__EXTRACTED DATA__:
* * *
/*
 * Copyright 2025 Security Union LLC
 *
 * Licensed under either of
 *
 * * Apache License, Version 2.0
 *   (http://www.apache.org/licenses/LICENSE-2.0)
 * * MIT license
 *   (http://opensource.org/licenses/MIT)
 *
 * at your option.
 */

//! Integration tests for the login redirect and the provider callback.


use std::collections::HashMap;
use std::time::Duration;

use axum::body::Body;
use axum::http::StatusCode;
use relay_api::token_validator::verify_session;
use relay_types::IdentityClaims;
use serde_json::json;
use test_helpers::*;
use tower::ServiceExt;
use url::Url;

fn token_from_location(location: &str) -> String {
    let url = Url::parse(location).expect("absolute Location");
    url.query_pairs()
        .find(|(k, _)| k == "token")
        .map(|(_, v)| v.into_owned())
        .expect("token query parameter")
}

#[tokio::test]
async fn test_login_redirects_to_provider() {
    let provider = MockProvider::start(ProviderBehavior::happy()).await;
    let app = build_app(&test_config(&provider.base_url(), 5));

    let req = get_request("/auth/google").body(Body::empty()).unwrap();
    let resp = app.oneshot(req).await.unwrap();

    assert_eq!(resp.status(), StatusCode::FOUND);
    let url = Url::parse(&location(&resp)).unwrap();
    let params: HashMap<String, String> = url.query_pairs().into_owned().collect();

    assert_eq!(url.host_str(), Some("accounts.google.com"));
    assert_eq!(params["client_id"], TEST_CLIENT_ID);
    assert_eq!(params["redirect_uri"], TEST_REDIRECT_URI);
    assert_eq!(params["response_type"], "code");
    assert_eq!(params["scope"], "openid email profile");
    assert_eq!(params["access_type"], "offline");
    assert_eq!(params["prompt"], "consent");
    assert_eq!(provider.total_hits(), 0);
}

#[tokio::test]
async fn test_callback_without_code_is_400_and_calls_nothing() {
    let provider = MockProvider::start(ProviderBehavior::happy()).await;
    let app = build_app(&test_config(&provider.base_url(), 5));

    for uri in [
        "/auth/google/callback",
        "/auth/google/callback?code=",
        "/auth/google/callback?error=access_denied",
    ] {
        let req = get_request(uri).body(Body::empty()).unwrap();
        let resp = app.clone().oneshot(req).await.unwrap();

        assert_eq!(resp.status(), StatusCode::BAD_REQUEST, "{uri}");
        assert_eq!(response_text(resp).await, "Missing authorization code");
    }
    assert_eq!(provider.total_hits(), 0);
}

#[tokio::test]
async fn test_callback_issues_token_and_redirects_to_frontend() {
    let provider = MockProvider::start(ProviderBehavior::happy()).await;
    let app = build_app(&test_config(&provider.base_url(), 5));

    let req = get_request("/auth/google/callback?code=4%2F0AbCode&scope=email")
        .body(Body::empty())
        .unwrap();
    let resp = app.oneshot(req).await.unwrap();

    assert_eq!(resp.status(), StatusCode::FOUND);
    let location = location(&resp);
    assert!(
        location.starts_with(&format!("{TEST_FRONTEND}/?token=")),
        "unexpected Location: {location}"
    );

    let claims = verify_session(TEST_JWT_SECRET, &token_from_location(&location))
        .expect("issued token should verify");
    assert_eq!(claims.identity, IdentityClaims::new("u@x.com", "U"));
    assert_eq!(claims.exp - claims.iat, 7 * 24 * 60 * 60);

    // Token exchange carried the code and credentials, then UserInfo used T1.
    let forms = provider.token_forms();
    assert_eq!(forms.len(), 1);
    assert_eq!(forms[0]["code"], "4/0AbCode");
    assert_eq!(forms[0]["grant_type"], "authorization_code");
    assert_eq!(forms[0]["client_id"], TEST_CLIENT_ID);
    assert_eq!(forms[0]["client_secret"], TEST_CLIENT_SECRET);
    assert_eq!(forms[0]["redirect_uri"], TEST_REDIRECT_URI);
    assert_eq!(provider.userinfo_auth_headers(), vec!["Bearer T1".to_string()]);
}

#[tokio::test]
async fn test_callback_fails_when_userinfo_fails() {
    let provider = MockProvider::start(ProviderBehavior {
        userinfo_status: StatusCode::UNAUTHORIZED,
        userinfo_body: json!({ "error": { "code": 401, "message": "Invalid Credentials" } }),
        ..ProviderBehavior::happy()
    })
    .await;
    let app = build_app(&test_config(&provider.base_url(), 5));

    let req = get_request("/auth/google/callback?code=abc")
        .body(Body::empty())
        .unwrap();
    let resp = app.oneshot(req).await.unwrap();

    assert_eq!(resp.status(), StatusCode::INTERNAL_SERVER_ERROR);
    assert!(resp.headers().get("location").is_none());
    let body = response_text(resp).await;
    assert_eq!(body, "Google authentication failed");
    assert!(!body.contains("Invalid Credentials"));
    assert_eq!(provider.token_hits(), 1);
    assert_eq!(provider.userinfo_hits(), 1);
}

#[tokio::test]
async fn test_callback_fails_when_token_exchange_is_rejected() {
    let provider = MockProvider::start(ProviderBehavior {
        token_status: StatusCode::BAD_REQUEST,
        token_body: json!({ "error": "invalid_grant", "error_description": "Bad Request" }),
        ..ProviderBehavior::happy()
    })
    .await;
    let app = build_app(&test_config(&provider.base_url(), 5));

    let req = get_request("/auth/google/callback?code=reused")
        .body(Body::empty())
        .unwrap();
    let resp = app.oneshot(req).await.unwrap();

    assert_eq!(resp.status(), StatusCode::INTERNAL_SERVER_ERROR);
    assert_eq!(provider.token_hits(), 1);
    assert_eq!(provider.userinfo_hits(), 0);
}

#[tokio::test]
async fn test_callback_fails_when_access_token_missing() {
    let provider = MockProvider::start(ProviderBehavior {
        token_body: json!({ "token_type": "Bearer" }),
        ..ProviderBehavior::happy()
    })
    .await;
    let app = build_app(&test_config(&provider.base_url(), 5));

    let req = get_request("/auth/google/callback?code=abc")
        .body(Body::empty())
        .unwrap();
    let resp = app.oneshot(req).await.unwrap();

    assert_eq!(resp.status(), StatusCode::INTERNAL_SERVER_ERROR);
    assert_eq!(provider.userinfo_hits(), 0);
}

#[tokio::test]
async fn test_callback_times_out_slow_provider() {
    let provider = MockProvider::start(ProviderBehavior {
        token_delay: Some(Duration::from_secs(5)),
        ..ProviderBehavior::happy()
    })
    .await;
    let app = build_app(&test_config(&provider.base_url(), 1));

    let req = get_request("/auth/google/callback?code=abc")
        .body(Body::empty())
        .unwrap();
    let started = std::time::Instant::now();
    let resp = app.oneshot(req).await.unwrap();

    assert_eq!(resp.status(), StatusCode::INTERNAL_SERVER_ERROR);
    assert!(started.elapsed() < Duration::from_secs(4));
    assert_eq!(provider.userinfo_hits(), 0);
}

#[tokio::test]
async fn test_callback_times_out_slow_userinfo() {
    let provider = MockProvider::start(ProviderBehavior {
        userinfo_delay: Some(Duration::from_secs(5)),
        ..ProviderBehavior::happy()
    })
    .await;
    let app = build_app(&test_config(&provider.base_url(), 1));

    let req = get_request("/auth/google/callback?code=abc")
        .body(Body::empty())
        .unwrap();
    let started = std::time::Instant::now();
    let resp = app.oneshot(req).await.unwrap();

    assert_eq!(resp.status(), StatusCode::INTERNAL_SERVER_ERROR);
    assert!(started.elapsed() < Duration::from_secs(4));
    assert_eq!(provider.token_hits(), 1);
    assert_eq!(provider.userinfo_hits(), 1);
    assert_eq!(response_text(resp).await, "Google authentication failed");
}

#[tokio::test]
async fn test_callback_fails_when_provider_unreachable() {
    // Bind then drop a listener to get a port nothing is serving on.
    let addr = {
        let listener = tokio::net::TcpListener::bind("127.0.0.1:0").await.unwrap();
        listener.local_addr().unwrap()
    };
    let app = build_app(&test_config(&format!("http://{addr}"), 2));

    let req = get_request("/auth/google/callback?code=abc")
        .body(Body::empty())
        .unwrap();
    let resp = app.oneshot(req).await.unwrap();

    assert_eq!(resp.status(), StatusCode::INTERNAL_SERVER_ERROR);
    assert_eq!(response_text(resp).await, "Google authentication failed");
}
* * *
__WHAT YOU NEED TO DO__: Please return all lines from the records that hold the word "licenses".

__SOLUTION__:
 *   (http://www.apache.org/licenses/LICENSE-2.0)
 *   (http://opensource.org/licenses/MIT)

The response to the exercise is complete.